This is not going to be complicated; it’s something very comprehensible.
As we are going to find, it’s something very crucial to being able to read the way a Hebrew writer wrote it and the way his readers would have read it and understood it.
What Is a Clause?
What is a clause?
A clause is a group of related words containing a subject and a verb.
A clause may or may not express a complete thought; we’re going to see the difference in a moment.
The verb may be expressed or just sort of understood.
This is, again, something very common with English.
You can hear English statements and sort of insert a verb if you know it belongs there, because you are a native speaker.
So a clause, again, is where we start.
Independent Clause
There are two types of clauses.
There are independent clauses, and that is a group of words that contains a subject and a verb and in this case expresses a complete thought.
For example, if I say,
“Jim studied in his room for his chemistry exam,”
that statement has a subject and a verb—“Jim studied”—and the rest of it sort of closes the thought.
We don’t need any other information to understand that statement.
“Jim studied in his room for his chemistry exam.”
There’s nothing that is essential to comprehending “What do we mean?”
Dependent Clause
The second kind of clause is a dependent clause.

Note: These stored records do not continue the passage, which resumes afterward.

//! Bot module for handling Telegram interactions
//!
//! This module is split into several submodules:
//! - `message_handler`: Handles incoming text messages and commands
//! - `callback_handler`: Handles inline keyboard callback queries
//! - `ui_builder`: Creates keyboards and formats messages

use std::sync::Arc;
use teloxide::prelude::*;
use teloxide::types::{Update, UpdateKind};
use teloxide::utils::command::BotCommands;
use tracing::debug;

use crate::config::ConversationConfig;
use crate::conversation::ConversationEngine;
use crate::localization::LocalizationManager;

pub mod callback_handler;
pub mod message_handler;
pub mod ui_builder;

// Re-export main handler functions for use in main.rs and the webhook listener
pub use callback_handler::callback_handler;
pub use message_handler::message_handler;

/// Commands understood by the bot
#[derive(BotCommands, Clone, Debug, PartialEq, Eq)]
#[command(rename_rule = "lowercase", description = "Supported commands:")]
pub enum Command {
    #[command(description = "start a new material receipt")]
    Start,
    #[command(description = "discard the current receipt and start over")]
    Cancel,
    #[command(description = "show how the bot works")]
    Help,
}

/// Dependencies shared by the update handlers
#[derive(Clone)]
pub struct BotState {
    pub engine: Arc<ConversationEngine>,
    pub localization: Arc<LocalizationManager>,
    pub conversation: Arc<ConversationConfig>,
    /// Username of the bot, accepted in `/command@username` mentions
    pub bot_username: Arc<str>,
}

impl BotState {
    pub fn new(
        engine: Arc<ConversationEngine>,
        localization: Arc<LocalizationManager>,
        conversation: ConversationConfig,
        bot_username: &str,
    ) -> Self {
        Self {
            engine,
            localization,
            conversation: Arc::new(conversation),
            bot_username: Arc::from(bot_username),
        }
    }
}

/// Route one update to its handler, used when updates arrive over the webhook
pub async fn handle_update(bot: Bot, update: Update, state: BotState) -> anyhow::Result<()> {
    match update.kind {
        UpdateKind::Message(msg) => message_handler(bot, msg, state).await,
        UpdateKind::CallbackQuery(q) => callback_handler(bot, q, state).await,
        other => {
            debug!(update_kind = ?other, "Ignoring unsupported update");
            Ok(())
        }
    }
}
//! # Google Sheets Record Store
//!
//! Appends completed receipts as rows of a Google spreadsheet. Requests are
//! authorized with a service account: a signed JWT assertion is exchanged for
//! an OAuth access token, which is cached until shortly before it expires.

use anyhow::{Context, Result};
use async_trait::async_trait;
use chrono::{DateTime, Duration, Utc};
use jsonwebtoken::{encode, Algorithm, EncodingKey, Header};
use serde::{Deserialize, Serialize};
use serde_json::json;
use std::fs;
use tokio::sync::Mutex;
use tracing::{debug, info};

use crate::config::SheetsConfig;
use crate::conversation_errors::ServiceError;
use crate::record_store::{ReceiptRecord, RecordStore};

pub const SHEETS_API_BASE: &str = "https://sheets.googleapis.com";
pub const SHEETS_SCOPE: &str = "https://www.googleapis.com/auth/spreadsheets";
pub const DEFAULT_TOKEN_URI: &str = "https://oauth2.googleapis.com/token";
const JWT_BEARER_GRANT: &str = "urn:ietf:params:oauth:grant-type:jwt-bearer";
/// Lifetime requested for the signed assertion (Google's maximum)
const ASSERTION_LIFETIME_SECS: i64 = 3600;
/// Tokens are refreshed this long before their advertised expiry
const TOKEN_EXPIRY_MARGIN_SECS: i64 = 60;

fn default_token_uri() -> String {
    DEFAULT_TOKEN_URI.to_string()
}

/// The fields of a service account JSON key used for authorization
#[derive(Debug, Clone, Deserialize)]
pub struct ServiceAccountKey {
    pub client_email: String,
    pub private_key: String,
    #[serde(default = "default_token_uri")]
    pub token_uri: String,
}

impl ServiceAccountKey {
    pub fn from_json(content: &str) -> Result<Self> {
        serde_json::from_str(content).context("Invalid service account key")
    }

    pub fn from_file(path: &str) -> Result<Self> {
        let content = fs::read_to_string(path)
            .with_context(|| format!("Failed to read service account key {path}"))?;
        Self::from_json(&content)
    }
}

#[derive(Debug, Serialize)]
struct Claims<'a> {
    iss: &'a str,
    scope: &'a str,
    aud: &'a str,
    iat: i64,
    exp: i64,
}

#[derive(Debug, Deserialize)]
struct TokenResponse {
    access_token: String,
    expires_in: i64,
}

#[derive(Debug, Clone)]
struct CachedToken {
    value: String,
    expires_at: DateTime<Utc>,
}

/// Record store writing one spreadsheet row per receipt
pub struct SheetsRecordStore {
    client: reqwest::Client,
    key: ServiceAccountKey,
    encoding_key: EncodingKey,
    config: SheetsConfig,
    api_base: String,
    token: Mutex<Option<CachedToken>>,
}

impl SheetsRecordStore {
    /// Create a store from the configuration, reading the service account key file
    pub fn from_config(config: &SheetsConfig) -> Result<Self> {
        let key = ServiceAccountKey::from_file(&config.credentials_file)?;
        Self::new(config.clone(), key)
    }

    pub fn new(config: SheetsConfig, key: ServiceAccountKey) -> Result<Self> {
        let encoding_key = EncodingKey::from_rsa_pem(key.private_key.as_bytes())
            .context("Service account private key is not a valid RSA PEM key")?;

        Ok(Self {
            client: reqwest::Client::new(),
            key,
            encoding_key,
            config,
            api_base: SHEETS_API_BASE.to_string(),
            token: Mutex::new(None),
        })
    }

    /// Point the store at another Sheets API host
    pub fn with_api_base(mut self, api_base: &str) -> Self {
        self.api_base = api_base.trim_end_matches('/').to_string();
        self
    }

    /// URL of the `values.append` call for the configured sheet
    pub fn append_url(&self) -> Result<reqwest::Url> {
        let mut url = reqwest::Url::parse(&self.api_base).context("Invalid Sheets API base URL")?;
        url.path_segments_mut()
            .map_err(|_| anyhow::anyhow!("Sheets API base URL cannot have a path"))?
            .extend(["v4", "spreadsheets", self.config.spreadsheet_id.as_str(), "values"])
            .push(&format!("{}:append", self.config.sheet_name));
        Ok(url)
    }

    fn sign_assertion(&self, now: DateTime<Utc>) -> Result<String, ServiceError> {
        let claims = Claims {
            iss: &self.key.client_email,
            scope: SHEETS_SCOPE,
            aud: &self.key.token_uri,
            iat: now.timestamp(),
            exp: now.timestamp() + ASSERTION_LIFETIME_SECS,
        };

        encode(&Header::new(Algorithm::RS256), &claims, &self.encoding_key)
            .map_err(|e| ServiceError::RecordStore(format!("Failed to sign assertion: {e}")))
    }

    /// Current access token, fetching a new one when the cached token is about to expire
    async fn access_token(&self) -> Result<String, ServiceError> {
        let mut cached = self.token.lock().await;
        let now = Utc::now();

        if let Some(token) = cached.as_ref() {
            if token.expires_at > now {
                return Ok(token.value.clone());
            }
        }

        debug!(token_uri = %self.key.token_uri, "Requesting Google access token");
        let assertion = self.sign_assertion(now)?;
        let response = self
            .client
            .post(&self.key.token_uri)
            .form(&[("grant_type", JWT_BEARER_GRANT), ("assertion", assertion.as_str())])
            .send()
            .await?;

        let status = response.status();
        if !status.is_success() {
            let body = response.text().await.unwrap_or_default();
            return Err(ServiceError::RecordStore(format!(
                "Token request failed with HTTP {status}: {body}"
            )));
        }

        let token: TokenResponse = response.json().await?;
        let expires_at =
            now + Duration::seconds((token.expires_in - TOKEN_EXPIRY_MARGIN_SECS).max(0));
        *cached = Some(CachedToken {
            value: token.access_token.clone(),
            expires_at,
        });

        Ok(token.access_token)
    }

    async fn append_row(&self, row: Vec<String>) -> Result<(), ServiceError> {
        let token = self.access_token().await?;
        let url = self
            .append_url()
            .map_err(|e| ServiceError::RecordStore(e.to_string()))?;

        let response = self
            .client
            .post(url)
            .bearer_auth(token)
            .query(&[
                ("valueInputOption", "USER_ENTERED"),
                ("insertDataOption", "INSERT_ROWS"),
            ])
            .json(&json!({ "majorDimension": "ROWS", "values": [row] }))
            .send()
            .await?;

        let status = response.status();
        if !status.is_success() {
            let body = response.text().await.unwrap_or_default();
            return Err(ServiceError::RecordStore(format!(
                "Append failed with HTTP {status}: {body}"
            )));
        }

        Ok(())
    }
}

#[async_trait]
impl RecordStore for SheetsRecordStore {
    async fn append_record(&self, record: &ReceiptRecord) -> Result<()> {
        self.append_row(record.to_row())
            .await
            .with_context(|| format!("Failed to append receipt of chat {}", record.chat_id))?;

        info!(
            chat_id = record.chat_id,
            sheet = %self.config.sheet_name,
            "Receipt appended to spreadsheet"
        );
        Ok(())
    }
}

A dependent clause is a group of words that contains a subject and a verb but does not express a complete thought.
Let’s take our independent clause and add something to it.
If I add the word
“when”—”When Jim studied in his room for his chemistry exam”
—we sort of sense that it’s leading to something.
It’s not something that stands alone; it’s something that contributes to another thought.
That is an example of a dependent clause.
Summary
We have two clauses that we have talked about: independent (“Jim studied in his room for his chemistry exam”)—the thought is complete; and we have “When Jim studied in his room for his chemistry exam,” and that feels like it’s leading to something else.
That is incomplete, and that’s a dependent clause.[1]
Combining Clause Types
Introduction
We’ve talked about independent clauses and dependent clauses.
Again, independent clauses express a complete idea; dependent clauses do not.
These sorts of clauses get combined in whole sentences or groups of sentences, and the grammar helps us understand how to read something, or, when we hear it, how to process it.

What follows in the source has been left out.